When Merrihew leaves office in December, she will have served 14 years on the Town Board, a period during which she watched the creation of two multimillion-dollar sewer districts and significant progress on a third. She proved to be an effective consensus builder on the board, which helped such complex projects advance with relative ease.

“We don’t always agree, but we try to reach a consensus,” she said. “If somebody doesn’t like something, we try to change it so its appealing to everyone.”

Merrihew, now 53, was first convinced to run for office in 2000 by then-Republican Supervisor Bob Wall. Adverse to politics, Merrihew said her goal in joining the board was to help the town she’s lived in since early childhood.

She served four years on the board, until Republican Ken LaBelle announced he had no intentions of running for a second term as supervisor, just 15 months into his first 2-year term. Merrihew stepped up to take the GOP nomination, pledging to be responsive to the concerns of residents.

Her first run for supervisor was the only time she faced a challenger for the post: Democrat Jeanne Frisbee. Merrihew won a resounding victory and was never formally challenged again.

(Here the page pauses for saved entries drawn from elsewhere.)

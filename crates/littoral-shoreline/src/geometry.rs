//! Local shoreline orientation, memoized per timestep.
//!
//! Angles are measured with rows increasing *upward* (seaward) and
//! columns to the right, scaled by the physical cell size, and
//! normalized to `(-π, π]`. A horizontal coast traced left to right has
//! angle 0. `None` stands for "no angle here" (a missing or
//! cross-boundary neighbour) and callers treat it as "no transport".

use std::f64::consts::PI;

use littoral_core::{CellPos, NodeId};
use littoral_grid::{EdgeBehavior, Grid, GridEdge};

use crate::node::NodeKind;
use crate::shoreline::Shoreline;

/// Normalize an angle to `(-π, π]`.
pub fn normalize_angle(angle: f64) -> f64 {
    let a = angle.rem_euclid(2.0 * PI);
    if a > PI {
        a - 2.0 * PI
    } else {
        a
    }
}

/// `a - b`, normalized to `(-π, π]`.
pub fn angle_difference(a: f64, b: f64) -> f64 {
    normalize_angle(a - b)
}

/// Signed column step from `from` to `to`, taking the short way round on
/// periodic grids.
pub fn column_delta(grid: &Grid, from: usize, to: usize) -> f64 {
    let mut dc = to as f64 - from as f64;
    if grid.edge() == EdgeBehavior::Wrap {
        let cols = grid.cols() as f64;
        if dc > cols / 2.0 {
            dc -= cols;
        } else if dc < -cols / 2.0 {
            dc += cols;
        }
    }
    dc
}

/// Orientation of the vector from cell `a` to cell `b`, with each end
/// shifted by its cell's occupancy so the sand edge, not the cell centre,
/// is the reference point.
pub fn edge_angle(grid: &Grid, a: CellPos, b: CellPos) -> Option<f64> {
    let mut dr = a.row as f64 - b.row as f64;
    let mut dc = column_delta(grid, a.col, b.col);
    if dr == 0.0 && dc == 0.0 {
        return None;
    }
    let df = grid.occupancy(b) - grid.occupancy(a);
    if dc == 0.0 {
        // vertical pair: shift across the column
        dc -= dr.signum() * df;
    } else {
        dr += dc.signum() * df;
    }
    let angle = (dr * grid.cell_length()).atan2(dc * grid.cell_width());
    angle.is_finite().then(|| normalize_angle(angle))
}

fn interior(shore: &Shoreline, id: Option<NodeId>) -> Option<CellPos> {
    id.and_then(|id| shore.position(id))
}

/// Angle arriving at `id` from its predecessor.
///
/// At the start of an open chain this is the angle toward the successor.
pub fn prev_angle(grid: &Grid, shore: &mut Shoreline, id: NodeId) -> Option<f64> {
    let now = grid.timestep();
    let node = shore.get(id)?;
    if let Some(cached) = node.props.prev_angle.get(now) {
        return Some(cached);
    }
    let (kind, prev, next) = (node.kind, node.prev, node.next);
    let angle = match kind {
        NodeKind::Boundary { .. } => sentinel_angle(grid, shore, prev, next)?,
        NodeKind::Interior { pos } => match interior(shore, prev) {
            Some(p) => edge_angle(grid, p, pos)?,
            None => edge_angle(grid, pos, interior(shore, next)?)?,
        },
    };
    shore.get_mut(id)?.props.prev_angle.set(now, angle);
    Some(angle)
}

/// Angle leaving `id` toward its successor.
///
/// At the end of an open chain this is the angle from the predecessor.
pub fn next_angle(grid: &Grid, shore: &mut Shoreline, id: NodeId) -> Option<f64> {
    let now = grid.timestep();
    let node = shore.get(id)?;
    if let Some(cached) = node.props.next_angle.get(now) {
        return Some(cached);
    }
    let (kind, prev, next) = (node.kind, node.prev, node.next);
    let angle = match kind {
        NodeKind::Boundary { .. } => sentinel_angle(grid, shore, prev, next)?,
        NodeKind::Interior { pos } => match interior(shore, next) {
            Some(n) => edge_angle(grid, pos, n)?,
            None => edge_angle(grid, interior(shore, prev)?, pos)?,
        },
    };
    shore.get_mut(id)?.props.next_angle.set(now, angle);
    Some(angle)
}

/// Mean of the angles on either side of `id`.
pub fn surrounding_angle(grid: &Grid, shore: &mut Shoreline, id: NodeId) -> Option<f64> {
    let now = grid.timestep();
    let node = shore.get(id)?;
    if let Some(cached) = node.props.surrounding_angle.get(now) {
        return Some(cached);
    }
    let (kind, prev, next) = (node.kind, node.prev, node.next);
    let angle = match kind {
        NodeKind::Boundary { .. } => sentinel_angle(grid, shore, prev, next)?,
        NodeKind::Interior { .. } => {
            prev?;
            next?;
            let before = prev_angle(grid, shore, id)?;
            let after = next_angle(grid, shore, id)?;
            normalize_angle(before + angle_difference(after, before) / 2.0)
        }
    };
    shore.get_mut(id)?.props.surrounding_angle.set(now, angle);
    Some(angle)
}

/// A sentinel has no geometry of its own: the start sentinel reports its
/// successor's outgoing angle, the end sentinel its predecessor's
/// incoming angle.
fn sentinel_angle(
    grid: &Grid,
    shore: &mut Shoreline,
    prev: Option<NodeId>,
    next: Option<NodeId>,
) -> Option<f64> {
    match (prev, next) {
        (None, Some(n)) if !shore.is_boundary(n) => next_angle(grid, shore, n),
        (Some(p), None) if !shore.is_boundary(p) => prev_angle(grid, shore, p),
        _ => None,
    }
}

/// Grid coordinates `(row, col)` of a node.
///
/// Interior nodes report their cell. A sentinel reports the fixed edge
/// coordinate (`-1` or `cols` for side edges, `rows` for the bottom) and
/// projects the other coordinate from its real neighbour along that
/// neighbour's local angle, falling back to the neighbour's own
/// coordinate when the projection is undefined.
pub fn node_position(grid: &Grid, shore: &mut Shoreline, id: NodeId) -> Option<(i64, i64)> {
    let node = shore.get(id)?;
    let (kind, prev, next) = (node.kind, node.prev, node.next);
    let edge = match kind {
        NodeKind::Interior { pos } => return Some((pos.row as i64, pos.col as i64)),
        NodeKind::Boundary { edge } => edge,
    };
    let (anchor_id, angle) = match (prev, next) {
        (None, Some(n)) => (n, next_angle(grid, shore, n)),
        (Some(p), None) => (p, prev_angle(grid, shore, p)),
        _ => return None,
    };
    let anchor = shore.position(anchor_id)?;
    let (ar, ac) = (anchor.row as f64, anchor.col as f64);
    let tan = angle.map(f64::tan);
    let aspect = grid.cell_width() / grid.cell_length();
    let projected = |v: f64, fallback: f64| if v.is_finite() { v.round() as i64 } else { fallback as i64 };
    Some(match edge {
        GridEdge::Left | GridEdge::Right => {
            let col = if edge == GridEdge::Left { -1.0 } else { grid.cols() as f64 };
            let row = tan.map_or(f64::NAN, |t| ar - (col - ac) * t * aspect);
            (projected(row, ar), col as i64)
        }
        GridEdge::Bottom => {
            let row = grid.rows() as f64;
            let col = tan.map_or(f64::NAN, |t| ac + (ar - row) / t / aspect);
            (row as i64, projected(col, ac))
        }
    })
}
//! Strongly-typed identifiers and grid positions.

use std::fmt;

/// Handle to a shoreline node stored in the node arena.
///
/// The `generation` is bumped every time the arena slot at `index` is
/// freed, so a handle kept across a re-trace or a splice is detected as
/// stale instead of silently resolving to an unrelated node.
#[derive(Clone, Copy, Debug, PartialEq, Eq, Hash, PartialOrd, Ord)]
pub struct NodeId {
    /// Slot index in the arena.
    pub index: u32,
    /// Generation of the slot when this handle was issued.
    pub generation: u32,
}

impl NodeId {
    /// Create a handle from its raw parts.
    pub fn new(index: u32, generation: u32) -> Self {
        Self { index, generation }
    }
}

impl fmt::Display for NodeId {
    fn fmt(&self, f: &mut fmt::Formatter<'_>) -> fmt::Result {
        write!(f, "{}v{}", self.index, self.generation)
    }
}

/// Identifies one shoreline chain (one landmass touching open water).
#[derive(Clone, Copy, Debug, PartialEq, Eq, Hash, PartialOrd, Ord)]
pub struct ChainId(pub u32);

impl fmt::Display for ChainId {
    fn fmt(&self, f: &mut fmt::Formatter<'_>) -> fmt::Result {
        write!(f, "{}", self.0)
    }
}

impl From<u32> for ChainId {
    fn from(v: u32) -> Self {
        Self(v)
    }
}

/// Monotonically increasing simulation timestep counter.
///
/// Angle and shadow caches store the `Timestep` they were computed for;
/// a cached value is valid only while the grid's counter is unchanged.
#[derive(Clone, Copy, Debug, Default, PartialEq, Eq, Hash, PartialOrd, Ord)]
pub struct Timestep(pub u64);

impl Timestep {
    /// The following timestep.
    pub fn next(self) -> Self {
        Self(self.0 + 1)
    }
}

impl fmt::Display for Timestep {
    fn fmt(&self, f: &mut fmt::Formatter<'_>) -> fmt::Result {
        write!(f, "{}", self.0)
    }
}

impl From<u64> for Timestep {
    fn from(v: u64) -> Self {
        Self(v)
    }
}

/// A cell position on the grid. Row 0 is the offshore edge.
#[derive(Clone, Copy, Debug, PartialEq, Eq, Hash, PartialOrd, Ord)]
pub struct CellPos {
    /// Row index, increasing landward.
    pub row: usize,
    /// Column index, increasing alongshore to the right.
    pub col: usize,
}

impl CellPos {
    /// Create a position from `(row, col)`.
    pub fn new(row: usize, col: usize) -> Self {
        Self { row, col }
    }

    /// Whether `other` is one of the 8 Moore neighbours of `self`.
    ///
    /// Ignores column wrap-around; callers on periodic grids resolve
    /// positions through the grid first.
    pub fn is_adjacent(self, other: CellPos) -> bool {
        self != other && self.row.abs_diff(other.row) <= 1 && self.col.abs_diff(other.col) <= 1
    }
}

impl fmt::Display for CellPos {
    fn fmt(&self, f: &mut fmt::Formatter<'_>) -> fmt::Result {
        write!(f, "({}, {})", self.row, self.col)
    }
}

impl From<(usize, usize)> for CellPos {
    fn from((row, col): (usize, usize)) -> Self {
        Self { row, col }
    }
}
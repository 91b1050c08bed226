//! Shoreline nodes.

use littoral_core::{CellPos, ChainId, FlowDirection, NodeId, Timestep, TransportDir};
use littoral_grid::GridEdge;

/// A value cached for the timestep it was computed in.
#[derive(Clone, Copy, Debug, Default, PartialEq)]
pub struct Cached<T> {
    value: T,
    at: Option<Timestep>,
}

impl<T: Copy> Cached<T> {
    /// The cached value, if it was stored during `now`.
    pub fn get(&self, now: Timestep) -> Option<T> {
        (self.at == Some(now)).then_some(self.value)
    }

    /// Store `value` for timestep `now`.
    pub fn set(&mut self, now: Timestep, value: T) {
        self.value = value;
        self.at = Some(now);
    }
}

/// What a node stands for.
#[derive(Clone, Copy, Debug, PartialEq, Eq)]
pub enum NodeKind {
    /// A real grid cell bordering open water.
    Interior {
        /// Grid position of the cell.
        pos: CellPos,
    },
    /// Synthetic end of an open chain where it leaves the grid.
    ///
    /// Only the edge is stored; the coordinate along the edge is derived
    /// from the sole real neighbour, see
    /// [`node_position`](crate::geometry::node_position).
    Boundary {
        /// Edge the chain leaves through.
        edge: GridEdge,
    },
}

/// Per-node transport state and timestep-tagged geometry caches.
#[derive(Clone, Copy, Debug, Default, PartialEq)]
pub struct NodeProps {
    /// Volume the node's wave conditions can move across its downstream
    /// boundary this step (m³), before and then after supply clipping.
    pub transport_potential: f64,
    /// Volume in minus volume out this step (m³).
    pub net_volume_change: f64,
    /// Depth of closure used to convert volume to occupancy (m).
    pub closure_depth: f64,
    /// Direction of the flux across the downstream boundary.
    pub transport_dir: TransportDir,
    /// Net flow classification from the predecessor's and own direction.
    pub flow_direction: FlowDirection,
    /// Cached angle from the predecessor.
    pub prev_angle: Cached<f64>,
    /// Cached angle to the successor.
    pub next_angle: Cached<f64>,
    /// Cached mean of the two.
    pub surrounding_angle: Cached<f64>,
    /// Cached shadow flag.
    pub shadow: Cached<bool>,
}

impl NodeProps {
    /// Zero the per-step transport fields, keeping the caches.
    pub fn reset_transport(&mut self) {
        self.transport_potential = 0.0;
        self.net_volume_change = 0.0;
        self.transport_dir = TransportDir::None;
        self.flow_direction = FlowDirection::None;
    }

    /// Drop every cached geometry value.
    pub fn clear_geometry(&mut self) {
        self.prev_angle = Cached::default();
        self.next_angle = Cached::default();
        self.surrounding_angle = Cached::default();
        self.shadow = Cached::default();
    }
}

/// One entry of a shoreline chain.
#[derive(Clone, Debug, PartialEq)]
pub struct Node {
    /// Interior cell or boundary sentinel.
    pub kind: NodeKind,
    /// Upstream neighbour. `None` only on a start sentinel.
    pub prev: Option<NodeId>,
    /// Downstream neighbour. `None` only on an end sentinel.
    pub next: Option<NodeId>,
    /// Chain this node belongs to.
    pub chain: ChainId,
    /// Transport state and caches.
    pub props: NodeProps,
}

impl Node {
    /// An unlinked interior node at `pos`.
    pub fn interior(pos: CellPos, chain: ChainId) -> Self {
        Self::with_kind(NodeKind::Interior { pos }, chain)
    }

    /// An unlinked boundary sentinel on `edge`.
    pub fn boundary(edge: GridEdge, chain: ChainId) -> Self {
        Self::with_kind(NodeKind::Boundary { edge }, chain)
    }

    fn with_kind(kind: NodeKind, chain: ChainId) -> Self {
        Self {
            kind,
            prev: None,
            next: None,
            chain,
            props: NodeProps::default(),
        }
    }

    /// Grid position of an interior node.
    pub fn pos(&self) -> Option<CellPos> {
        match self.kind {
            NodeKind::Interior { pos } => Some(pos),
            NodeKind::Boundary { .. } => None,
        }
    }

    /// Whether this is a boundary sentinel.
    pub fn is_boundary(&self) -> bool {
        matches!(self.kind, NodeKind::Boundary { .. })
    }
}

Merrihew went on to oversee the long-awaited creation of the town’s second sanitary sewer district on Mariaville Lake. The $6.8 million project completed in 2005 followed the town’s first district, which was built to serve the village of Delanson and hamlet of Quaker Street.

Merrihew’s tenure was also marked by challenges. In 2008, the town was facing the dissolution of the municipally subsidized Duanesburg Volunteer Ambulance Corp., the lone ambulance company capable of providing adequate coverage.

Internal struggles within the ambulance company led to a decline in volunteers. On the many occasions when the company couldn’t muster a crew, ambulances were being dispatched from neighboring Rotterdam — a trip that added more than 15 minutes to response times.

Merrihew worked closely with DVAC’s board of directors to resolve the internal conflict. She also joined the embattled ambulance company as a volunteer.

The ambulance company is still required to present monthly reports to the town — a stipulation Merrihew sought before renewing the contract — but the troubles that surfaced in 2008 seem to be a distant memory.

“If there’s one missed call during the month, it’s surprising,” she said. “They’re doing very well.”

Merrihew’s replacement could end up being the only opponent she faced for the supervisor’s position. Frisbee, who has served on the Town Board since 2005, was selected to run on the Democratic ticket this fall, said county Democratic Committee Chairman Brian Quail.

The GOP is still mulling a couple candidates for the post. County Republican Committee Chairman James Buhrmaster said replacing Merrihew will be no easy task for the party.

“She is a great leader, she is a good party person and people like working with her because she’s fair and honest,” he said. “It’s a loss to everyone, particularly the people of Duanesburg.”

Merrihew acknowledged her decision to leave office was a tough one. Even with eight months left in her term, she’s getting nostalgic about the day she’ll clear out her office at Town Hall.

Still, she feels a sense of pride in the job she’s done over the past 14 years. And she’s content to leave office during a time when the town is on solid footing.

“We’ve been able to pay our bills and meet our emergencies,” she said. “We’ve come a long way, and I’m proud of that.”